Goal: Secrets expire, rotate, and revoke without surprise outages.

Workflow

1. Rotation policy per class: automatic vs manual, max age, overlap window.
2. Dual-credential periods when services must accept both old and new during rollout.
3. Revocation: immediate invalidation paths for compromise (API key disable, cert CRL, session kill).
4. Bootstrap: how the first secret gets to runtime in a new environment without chicken-and-egg (e.g., cloud IAM → fetch others).

Pitfalls to Call Out

• Rotating DB password without connection pool drain → thundering reconnect failures.
• Clients caching JWT signing keys without key ID rotation support.
• Secrets embedded in container images or build artifacts.

Exit Condition

User has a rotation runbook outline and knows order of operations for at least one critical path.

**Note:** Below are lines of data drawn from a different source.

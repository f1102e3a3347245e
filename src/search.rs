use std::path::Path;
use std::time::{Duration, Instant};

use crate::config::SearchMethod;
use crate::embedder::Embedder;
use crate::error::{Error, Result};
use crate::index::{SearchHit, VectorIndex};

#[derive(Debug, Default, Clone, Copy)]
pub struct SearchTimings {
    pub embed_duration: Duration,
    pub search_duration: Duration,
    pub total_duration: Duration,
}

/// Answers text queries against a persisted index.
///
/// The embedder must be the one the index was built with. When the index
/// records its embedder, `open` refuses a different model name or width.
pub struct QueryService<'a> {
    embedder: &'a dyn Embedder,
    index: VectorIndex,
}

impl<'a> QueryService<'a> {
    pub fn open(embedder: &'a dyn Embedder, index_path: &Path) -> Result<Self> {
        let index = VectorIndex::load(index_path)?;
        Self::new(embedder, index)
    }

    pub fn new(embedder: &'a dyn Embedder, index: VectorIndex) -> Result<Self> {
        let fingerprint = embedder.fingerprint();

        let model_differs = index
            .embedder_model()
            .map(|model| model != fingerprint.model_name)
            .unwrap_or(false);
        let width_differs = (index.embedder_model().is_some() || !index.is_empty())
            && index.dimensions() != fingerprint.dimensions;

        if model_differs || width_differs {
            return Err(Error::EmbedderMismatch {
                expected: format!(
                    "{} ({} dimensions)",
                    index.embedder_model().unwrap_or("unknown model"),
                    index.dimensions()
                ),
                actual: fingerprint.to_string(),
            });
        }

        Ok(Self { embedder, index })
    }

    /// Builds the random-projection table so `ann`/`hybrid` queries use it.
    pub fn with_ann(mut self) -> Self {
        self.index = self.index.with_ann();
        self
    }

    pub fn index(&self) -> &VectorIndex {
        &self.index
    }

    pub fn query(&self, query_text: &str, k: usize) -> Result<Vec<SearchHit>> {
        self.query_with(query_text, k, SearchMethod::Exact)
    }

    pub fn query_with(&self, query_text: &str, k: usize, method: SearchMethod) -> Result<Vec<SearchHit>> {
        self.query_timed(query_text, k, method).map(|(hits, _)| hits)
    }

    pub fn query_timed(
        &self,
        query_text: &str,
        k: usize,
        method: SearchMethod,
    ) -> Result<(Vec<SearchHit>, SearchTimings)> {
        if k == 0 {
            return Err(Error::Config("k must be greater than 0".to_string()));
        }

        let start = Instant::now();
        let query_vector = self.embedder.embed(query_text)?;
        let embed_duration = start.elapsed();

        let search_start = Instant::now();
        let hits = self.index.search_with(&query_vector, k, method)?;
        let search_duration = search_start.elapsed();

        let timings = SearchTimings {
            embed_duration,
            search_duration,
            total_duration: start.elapsed(),
        };
        log::debug!(
            "{} search over {} entries returned {} hits: {:?}",
            method,
            self.index.len(),
            hits.len(),
            timings
        );

        Ok((hits, timings))
    }
}

/// Loads the index at `index_path` and runs one exact query against it.
pub fn query(
    embedder: &dyn Embedder,
    index_path: &Path,
    query_text: &str,
    k: usize,
) -> Result<Vec<SearchHit>> {
    QueryService::open(embedder, index_path)?.query(query_text, k)
}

Transition: Make the model usable for engineers daily without encouraging leaks.

Stage 4: Developer & CI Ergonomics

Goal: Correct behavior is the default; wrong behavior is hard or blocked.

Practices

• Local dev: short-lived dev credentials, personal sandboxes, .env.example without values, secret scanners in pre-commit/CI.
• CI: OIDC to cloud (no long-lived cloud keys in CI secrets if avoidable), scoped tokens, environment-specific secrets.
• Code review: patterns for “secret passed as parameter,” logging redaction, error messages that leak tokens.

Tooling Mentions (when relevant)

• Git secret scanning (e.g., gitleaks, trufflehog), dependency on org policy.
• Dynamic secrets / database roles if using Vault-style patterns.

Exit Condition

Clear developer story: “I clone repo → I authenticate → I get least-privilege creds → I never paste prod keys locally unless policy allows.”

Transition: Prove the design works and stays healthy over time.

Stage 5: Verification & Operations

Goal: Evidence that controls work; readiness when things go wrong.

Verification

• Drills: restore from backup of secret metadata (if applicable), rotate in staging with full integration tests.
• Audit review: sample access logs; alert on anomalous read patterns.
• Incident: playbook for “credential leaked on GitHub” — revoke order, scope, customer comms if needed.

Metrics / Signals (examples)

• Failed authentication spikes after rotation
• Secret fetch error rates from apps
• Time-to-revoke for a simulated leak

Exit Condition

User can answer: “If this key leaks at 3am, what is step 1–5 and who is paged?”

Final Review Checklist

• [ ] No production secrets in source control or public artifacts
• [ ] Least privilege enforced at identity + path + operation level
• [ ] Rotation and revocation paths documented with owners
• [ ] CI and local dev paths do not encourage static prod credentials
• [ ] Audit/logging aligned with organizational requirements

Tips for Effective Guidance

• Prefer concrete sequences (bootstrap → fetch → use → rotate) over abstract “use a vault.”
• Always ask blast radius and who can decrypt.
• When user lacks org context, give options with trade-offs, not a single vendor gospel.

Handling Deviations

• “We only need one API key”: still classify, store centrally, and set expiry where possible.
• “Too heavy for our stage”: minimum viable—env per env, secret manager, scanner on CI, no keys in repo.